CDISC Compressed Dataset-JSON v1.1 Specification (DSJC)

Title

CDISC Compressed Dataset-JSON Specification

Version

1.1

Prepared by

CDISC Data Exchange Standards Team

Notes to Readers

This is the specification for Version 1.0 of CDISC Compressed Dataset-JSON.

Revision History

Date	Version	Summary of Changes
2025-12-11	1.1	Final

Introduction
Format Definition
Base Format: Dataset-NDJSON
Compression
File Format
File Extension and MIME Type
Processing Overview
- Creating a DSJC File
- Reading a DSJC File
Implementation Considerations
Benefits
Limitations
Conformance
Glossary and Abbreviations

Introduction

The DSJC (Dataset-JSON Compressed) format is a standardized method for compressing Dataset-JSON content. It specifically uses the Dataset-NDJSON format as the base structure and applies zLib compression to create a more compact representation of the data. This specification describes the DSJC format in a language-neutral manner to ensure interoperability across different platforms and programming environments.

Format Definition

DSJC is defined as a direct zLib compression stream of Dataset-NDJSON format content without additional headers, signatures, or metadata beyond what the zLib format itself provides.

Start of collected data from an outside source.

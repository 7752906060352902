use crate::prelude::{DataError, DataResult};
use chrono::{Datelike, NaiveDate};
use serde::{Deserialize, Serialize};
use std::fmt;

/// Textual date format used by the incident table (`MM/DD/YYYY`).
const MDY_FORMAT: &str = "%m/%d/%Y";

/// Canonical calendar-day value used for bucket keys and interval bounds.
///
/// The source data keys days textually; parsing and formatting happen only at
/// the ingestion and display boundaries, everything in between compares whole
/// days.
#[derive(Debug, Clone, Copy, PartialEq, Eq, PartialOrd, Ord, Hash, Serialize, Deserialize)]
pub struct DayKey(NaiveDate);

impl DayKey {
    pub fn from_ymd(year: i32, month: u32, day: u32) -> Option<Self> {
        NaiveDate::from_ymd_opt(year, month, day).map(Self)
    }

    /// Parses a `MM/DD/YYYY` date as found in the incident table.
    pub fn parse_mdy(text: &str) -> DataResult<Self> {
        NaiveDate::parse_from_str(text.trim(), MDY_FORMAT)
            .map(Self)
            .map_err(|_| DataError::InvalidDate(text.to_string()))
    }

    pub fn format_mdy(&self) -> String {
        self.0.format(MDY_FORMAT).to_string()
    }

    pub fn year(&self) -> i32 {
        self.0.year()
    }

    /// Signed number of whole days from `other` to `self`.
    pub fn offset_from(&self, other: DayKey) -> i64 {
        self.0.signed_duration_since(other.0).num_days()
    }

    pub fn add_days(&self, days: i64) -> Option<Self> {
        self.0
            .checked_add_signed(chrono::Duration::days(days))
            .map(Self)
    }

    pub fn next(&self) -> Option<Self> {
        self.0.succ_opt().map(Self)
    }
}

impl fmt::Display for DayKey {
    fn fmt(&self, f: &mut fmt::Formatter<'_>) -> fmt::Result {
        write!(f, "{}", self.format_mdy())
    }
}

/// Inclusive pair of calendar days; always normalized so start <= end.
#[derive(Debug, Clone, Copy, PartialEq, Eq, Serialize, Deserialize)]
pub struct DateInterval {
    start: DayKey,
    end: DayKey,
}

impl DateInterval {
    pub fn new(a: DayKey, b: DayKey) -> Self {
        if a <= b {
            Self { start: a, end: b }
        } else {
            Self { start: b, end: a }
        }
    }

    pub fn single_day(day: DayKey) -> Self {
        Self {
            start: day,
            end: day,
        }
    }

    /// The fixed analysis window every series and filter operates over:
    /// 2006-01-01 through 2016-12-31 inclusive (4018 days).
    pub fn analysis_window() -> Self {
        let start = DayKey::from_ymd(2006, 1, 1).expect("window start is a valid date");
        let end = DayKey::from_ymd(2016, 12, 31).expect("window end is a valid date");
        Self { start, end }
    }

    pub fn start(&self) -> DayKey {
        self.start
    }

    pub fn end(&self) -> DayKey {
        self.end
    }

    /// Number of calendar days covered, counting both endpoints.
    pub fn len_days(&self) -> usize {
        (self.end.offset_from(self.start) + 1) as usize
    }

    pub fn contains(&self, day: DayKey) -> bool {
        self.start <= day && day <= self.end
    }

    pub fn intersect(&self, other: DateInterval) -> Option<DateInterval> {
        let start = self.start.max(other.start);
        let end = self.end.min(other.end);
        (start <= end).then_some(DateInterval { start, end })
    }

    /// Enumerates every calendar day in the interval in ascending order.
    ///
    /// This is the single day-enumeration rule shared by the series builder
    /// and the interval filter.
    pub fn days(self) -> impl Iterator<Item = DayKey> {
        self.start
            .0
            .iter_days()
            .take_while(move |date| *date <= self.end.0)
            .map(DayKey)
    }
}

impl fmt::Display for DateInterval {
    fn fmt(&self, f: &mut fmt::Formatter<'_>) -> fmt::Result {
        write!(f, "{}..{}", self.start, self.end)
    }
}
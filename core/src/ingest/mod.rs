pub mod boundaries;
pub mod incidents;

pub use boundaries::{load_boundaries, read_boundaries};
pub use incidents::{load_incidents, read_incidents, LoadReport};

Base Format: Dataset-NDJSON

The Dataset-NDJSON format serves as the base format for DSJC as it provides better streaming capabilities. It consists of:

First line: A JSON object containing Dataset-JSON metadata (without the rows property)
Subsequent lines: Each line is a valid JSON array or object representing a single data record

Usage of whitespace characters should be reduced to a minimum required by the Dataset-NDJSON format. Avoid spaces between JSON array elements or attribute definitions.

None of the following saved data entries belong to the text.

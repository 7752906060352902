use crate::calendar::DayKey;
use crate::geo::GeoPoint;
use crate::prelude::{DataError, DataResult};
use crate::series::Incident;
use log::{info, warn};
use serde::{Deserialize, Serialize};
use std::fs::File;
use std::io::{BufReader, Read};
use std::path::Path;

pub const REPORT_DATE_COLUMN: &str = "RPT_DT";
pub const LONGITUDE_COLUMN: &str = "Longitude";
pub const LATITUDE_COLUMN: &str = "Latitude";

/// Per-load accounting of rows that could not be used as-is.
///
/// Rows with unparseable dates are dropped entirely; rows with unusable
/// coordinates survive without a location. Both are counted so the UI and
/// the inspector can report them instead of discarding input silently.
#[derive(Debug, Clone, Copy, Default, Serialize, Deserialize)]
pub struct LoadReport {
    pub rows: usize,
    pub invalid_dates: usize,
    pub missing_coordinates: usize,
}

impl LoadReport {
    pub fn clean(&self) -> bool {
        self.invalid_dates == 0 && self.missing_coordinates == 0
    }
}

/// Reads the incident table from CSV.
///
/// Requires the `RPT_DT` (MM/DD/YYYY), `Longitude`, and `Latitude` columns;
/// a missing column is a hard error, bad cell values are counted per row.
pub fn read_incidents<R: Read>(reader: R) -> DataResult<(Vec<Incident>, LoadReport)> {
    let mut csv_reader = csv::Reader::from_reader(reader);
    let headers = csv_reader.headers()?.clone();
    let date_column = column_index(&headers, REPORT_DATE_COLUMN)?;
    let lon_column = column_index(&headers, LONGITUDE_COLUMN)?;
    let lat_column = column_index(&headers, LATITUDE_COLUMN)?;

    let mut incidents = Vec::new();
    let mut report = LoadReport::default();

    for row in csv_reader.records() {
        let row = row?;
        report.rows += 1;

        let date_text = row.get(date_column).unwrap_or("");
        let reported_on = match DayKey::parse_mdy(date_text) {
            Ok(day) => day,
            Err(_) => {
                report.invalid_dates += 1;
                continue;
            }
        };

        let location = parse_location(row.get(lon_column), row.get(lat_column));
        if location.is_none() {
            report.missing_coordinates += 1;
        }

        incidents.push(Incident {
            reported_on,
            location,
        });
    }

    if !report.clean() {
        warn!(
            "incident load skipped {} dates and {} coordinates out of {} rows",
            report.invalid_dates, report.missing_coordinates, report.rows
        );
    }
    info!(
        "loaded {} incidents from {} csv rows",
        incidents.len(),
        report.rows
    );

    Ok((incidents, report))
}

pub fn load_incidents<P: AsRef<Path>>(path: P) -> DataResult<(Vec<Incident>, LoadReport)> {
    let file = File::open(path)?;
    read_incidents(BufReader::new(file))
}

fn column_index(headers: &csv::StringRecord, name: &str) -> DataResult<usize> {
    headers
        .iter()
        .position(|header| header == name)
        .ok_or_else(|| DataError::MissingColumn(name.to_string()))
}

fn parse_location(lon: Option<&str>, lat: Option<&str>) -> Option<GeoPoint> {
    let lon: f64 = lon?.trim().parse().ok()?;
    let lat: f64 = lat?.trim().parse().ok()?;
    if lon.is_finite() && lat.is_finite() {
        Some(GeoPoint { lon, lat })
    } else {
        None
    }
}

#[cfg(test)]
mod tests {
    use super::*;

    const HEADER: &str = "RPT_DT,Longitude,Latitude\n";

    #[test]
    fn reads_rows_with_dates_and_coordinates() {
        let csv = format!("{HEADER}01/01/2006,-73.9,40.7\n01/03/2006,-73.8,40.6\n");
        let (incidents, report) = read_incidents(csv.as_bytes()).unwrap();
        assert_eq!(incidents.len(), 2);
        assert_eq!(report.rows, 2);
        assert!(report.clean());
        assert_eq!(incidents[0].reported_on.format_mdy(), "01/01/2006");
        assert_eq!(
            incidents[1].location,
            Some(GeoPoint {
                lon: -73.8,
                lat: 40.6,
            })
        );
    }

    #[test]
    fn invalid_dates_are_dropped_and_counted() {
        let csv = format!("{HEADER}not-a-date,-73.9,40.7\n01/02/2006,-73.9,40.7\n");
        let (incidents, report) = read_incidents(csv.as_bytes()).unwrap();
        assert_eq!(incidents.len(), 1);
        assert_eq!(report.invalid_dates, 1);
    }

    #[test]
    fn missing_coordinates_keep_the_incident_without_location() {
        let csv = format!("{HEADER}01/02/2006,,\n01/02/2006,abc,40.7\n");
        let (incidents, report) = read_incidents(csv.as_bytes()).unwrap();
        assert_eq!(incidents.len(), 2);
        assert_eq!(report.missing_coordinates, 2);
        assert!(incidents.iter().all(|incident| incident.location.is_none()));
    }

    #[test]
    fn missing_required_column_is_a_hard_error() {
        let csv = "RPT_DT,Longitude\n01/02/2006,-73.9\n";
        let error = read_incidents(csv.as_bytes()).unwrap_err();
        assert!(matches!(error, DataError::MissingColumn(name) if name == LATITUDE_COLUMN));
    }
}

Example of Dataset-NDJSON before compression:

{"datasetJSONCreationDateTime":"2023-01-01T12:00:00","datasetJSONVersion":"1.1","records":3,"name":"ADSL","label":"Subject Level Analysis Dataset","columns":[...]} ["SUBJ001",45,"M"] ["SUBJ002",52,"F"] ["SUBJ003",38,"M"]

Compression

DSJC applies standard zLib compression to the entire Dataset-NDJSON content:

Compression algorithm: zLib (DEFLATE)
Compression level: Implementers may choose an appropriate compression level, with 9 (maximum compression) recommended for storage-optimized scenarios and lower levels for performance-sensitive applications
Window size: 15 bits (32 KB window) is recommended
Strategy: Default compression strategy is recommended

File Format

A DSJC file consists solely of the zLib-compressed byte stream without any additional headers, signatures, or metadata wrapping. The zLib format itself contains sufficient information for decompressors to reconstruct the original Dataset-NDJSON content.

File Extension and MIME Type

Files following this specification should use the .dsjc file extension. The recommended MIME type is:

application/vnd.cdisc.dataset-json.compressed

Processing Overview

Creating a DSJC File

The process to create a DSJC file consists of:

Construct a Dataset-NDJSON format representation of the data:
- First line contains dataset metadata as a JSON object
- Each subsequent line contains a single record as a JSON array or object
Apply zLib compression to the entire Dataset-NDJSON content
Write the compressed byte stream to a file

Reading a DSJC File

The process to read a DSJC file consists of:

Open the file and apply zLib decompression to the content
Process the decompressed content as Dataset-NDJSON:
- First line: Parse as JSON object to extract metadata
- Subsequent lines: Parse each line as a JSON array or object representing a data record

Implementation Considerations

Memory Efficiency

When processing large datasets, implementers should consider streaming approaches for both compression and decompression to avoid loading the entire dataset into memory.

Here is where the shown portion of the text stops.